> ASSIGNMENT: Each line that includes the word "derive" should be copied from the records.

(Data extracted from a collection)
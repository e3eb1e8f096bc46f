//! Media generation and encoding error types.

use crate::RetryableError;
use crate::retry::is_transient_status;

/// Media failure conditions.
///
/// There is no placeholder media: every one of these aborts the draft.
#[derive(Debug, Clone, PartialEq, Eq, Hash, PartialOrd, Ord, derive_more::Display)]
pub enum MediaErrorKind {
    /// Network-level failure talking to the media API
    #[display("Media request failed: {}", _0)]
    Request(String),
    /// The request or the whole generation exceeded its deadline
    #[display("Media generation timed out: {}", _0)]
    Timeout(String),
    /// HTTP error with status code and message
    #[display("HTTP {} error: {}", status_code, message)]
    Api {
        /// HTTP status code
        status_code: u16,
        /// Error message
        message: String,
    },
    /// The submit call did not return a job reference
    #[display("Media API did not return a request id: {}", _0)]
    MissingRequestId(String),
    /// The media job expired before completing
    #[display("Media request expired: {}", _0)]
    Expired(String),
    /// The media API reported the job as failed or cancelled
    #[display("Media job failed: {}", _0)]
    JobFailed(String),
    /// The result was withheld by content moderation
    #[display("Media filtered by content moderation: {}", _0)]
    Moderated(String),
    /// The job finished without a download URL
    #[display("Media API returned no download url: {}", _0)]
    MissingUrl(String),
    /// The downloaded payload was empty
    #[display("Downloaded media is empty: {}", _0)]
    EmptyPayload(String),
    /// The downloaded payload is not a recognised media format
    #[display("Downloaded media is corrupt or of an unexpected format: {}", _0)]
    CorruptPayload(String),
    /// The external encoder failed
    #[display("Encoding failed: {}", _0)]
    Encoding(String),
    /// An external tool could not be started
    #[display("Tool not found: {}", _0)]
    ToolNotFound(String),
    /// The asset library could not supply media
    #[display("Asset library error: {}", _0)]
    Asset(String),
    /// Local file I/O failed
    #[display("Media I/O error: {}", _0)]
    Io(String),
}

impl MediaErrorKind {
    /// Check if this error type should be retried.
    pub fn is_retryable(&self) -> bool {
        match self {
            MediaErrorKind::Api { status_code, .. } => is_transient_status(*status_code),
            MediaErrorKind::Request(_) => true,
            _ => false,
        }
    }
}

/// Media error with source location tracking.
///
/// # Examples
///
/// ```
/// use reelcast_error::{MediaError, MediaErrorKind};
///
/// let err = MediaError::new(MediaErrorKind::Expired("req-123".to_string()));
/// assert!(format!("{}", err).contains("req-123"));
/// ```
#[derive(Debug, Clone, derive_more::Display, derive_more::Error)]
#[display("Media Error: {} at line {} in {}", kind, line, file)]
pub struct MediaError {
    /// The kind of error that occurred
    pub kind: MediaErrorKind,
    /// Line number where error was created
    pub line: u32,
    /// File where error was created
    pub file: &'static str,
}

impl MediaError {
    /// Create a new MediaError with automatic location tracking.
    #[track_caller]
    pub fn new(kind: MediaErrorKind) -> Self {
        let location = std::panic::Location::caller();
        Self {
            kind,
            line: location.line(),
            file: location.file(),
        }
    }
}

impl RetryableError for MediaError {
    fn is_retryable(&self) -> bool {
        self.kind.is_retryable()
    }
}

> ANSWER TO THE PROBLEM:
#[derive(Debug, Clone, PartialEq, Eq, Hash, PartialOrd, Ord, derive_more::Display)]
#[derive(Debug, Clone, derive_more::Display, derive_more::Error)]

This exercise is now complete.